1. Warm-up prepares the body for exercise and it should never be omitted. It consists of general exercises and specific ones for the movements particular to the activity. Warm up increases the blood flow to muscles which also means more effective oxygenation of the muscles. It increases nerve sensitivity and speed of nerve conduction. The range of motion in the joints is also greatly improved.
That also means fewer injuries and less stiffness in the muscles and joints, increased cardiovascular response which, in turn, leads to increased athletic performance, increased relaxation, concentration and neuromuscular control.
A well designed warm-up program can reduce the risk of injury by up to 50% , according to major studies.

2. Flexibility is a very important component of health. It can prevent injury and improve performance. We distinguish a few different kinds of stretching among which the static stretching is the safest way of increasing muscle flexibility. The position is brought slowly and held for a duration of 30-60 seconds. At first the athlete will feel a pull as the muscle protects itself. After about 20 seconds it starts to relax and this allows for further progression in the position. It should be comfortable and pain-free.

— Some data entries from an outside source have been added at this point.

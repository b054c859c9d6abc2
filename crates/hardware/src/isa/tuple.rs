//! Bracketed Tuple Syntax.
//!
//! Every input stream is a sequence of lines of the form `<a,b,...>`. This module
//! splits such a line into trimmed fields and parses the two field kinds the
//! formats share: register names and integer values.

use crate::common::constants::{NUM_REGS, REGISTER_PREFIX};
use crate::common::error::ParseError;

/// Splits `<a,b,c>` into its trimmed fields, requiring exactly `expected` of them.
///
/// Surrounding whitespace (including a DOS `\r`) is ignored.
///
/// # Examples
///
/// ```
/// use mipsim_core::isa::tuple::fields;
///
/// assert_eq!(fields("<R1, 42>\r", 2).unwrap(), vec!["R1", "42"]);
/// assert!(fields("R1,42", 2).is_err());
/// assert!(fields("<R1,42,7>", 2).is_err());
/// ```
pub fn fields(line: &str, expected: usize) -> Result<Vec<&str>, ParseError> {
    let trimmed = line.trim();
    let inner = trimmed
        .strip_prefix('<')
        .and_then(|s| s.strip_suffix('>'))
        .ok_or_else(|| ParseError::MissingBrackets(trimmed.to_owned()))?;

    let parts: Vec<&str> = inner.split(',').map(str::trim).collect();
    if parts.len() != expected {
        return Err(ParseError::FieldCount {
            expected,
            found: parts.len(),
        });
    }
    Ok(parts)
}

/// Parses a register name `R0`-`R7` into its index.
///
/// The prefix is case-insensitive; the index must be a single in-range digit.
pub fn register(token: &str) -> Result<usize, ParseError> {
    let invalid = || ParseError::InvalidRegister(token.to_owned());

    let mut chars = token.chars();
    let prefix = chars.next().ok_or_else(invalid)?;
    if !prefix.eq_ignore_ascii_case(&REGISTER_PREFIX) {
        return Err(invalid());
    }

    let digits = chars.as_str();
    if digits.len() != 1 {
        return Err(invalid());
    }

    match digits.parse::<usize>() {
        Ok(idx) if idx < NUM_REGS => Ok(idx),
        _ => Err(invalid()),
    }
}

/// Parses a signed 32-bit integer value.
pub fn value(token: &str) -> Result<i32, ParseError> {
    token
        .parse::<i32>()
        .map_err(|_| ParseError::InvalidValue(token.to_owned()))
}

3. Another important aspect for preventing an injury is taping and bracing. It is especially important in athletes who have had a previous injury as it has been proven to prevent re-injury. The common joints to be taped are the ankle, acromioclavicular joint (on your shoulder), wrist joint and fingers. The tape should provide support but not restrict the movements. The injured ligaments should be held in a shortened position. The brace is initially a more expensive solution but it can be put on by the athlete and is more appropriate for treating specific knee or wrists injuries, for example.

4. Equipment is also very important, for example, well fitted running shoes as poorly designed ones will affect the rest of your body

5. To make progress you need to perform at grater intensity and volume. The principles are not to put too much excessive load on the body and give it enough adaptation time. It is also very important to give adequate recovery time in order to achieve the desired training effect.

6. A combination of different types of training improves strength, endurance, prioprioception, flexibility and helps to strengthen all aspects of the body.

7. Loss of concentration can also predispose the Athlete to injury by giving them too little time to react to emerging situations.

8. Good nutrition will ensure better recovery after the heavy load of exercise. The most important factors for recovery are adequate protein intake and hydration of the body. Lacking in essential minerals can also predispose the Athlete to cartilage damage, and increased susceptibility to muscular injury.

9. Last but not least are biomechanical problems. When the body does not function in an ergonomical manner, it uses too much energy to perform the activity and puts more stress on the body parts predisposed to injury. Those misalignments should be identified early and corrected by a health professional to assure the safe and efficient physical activity.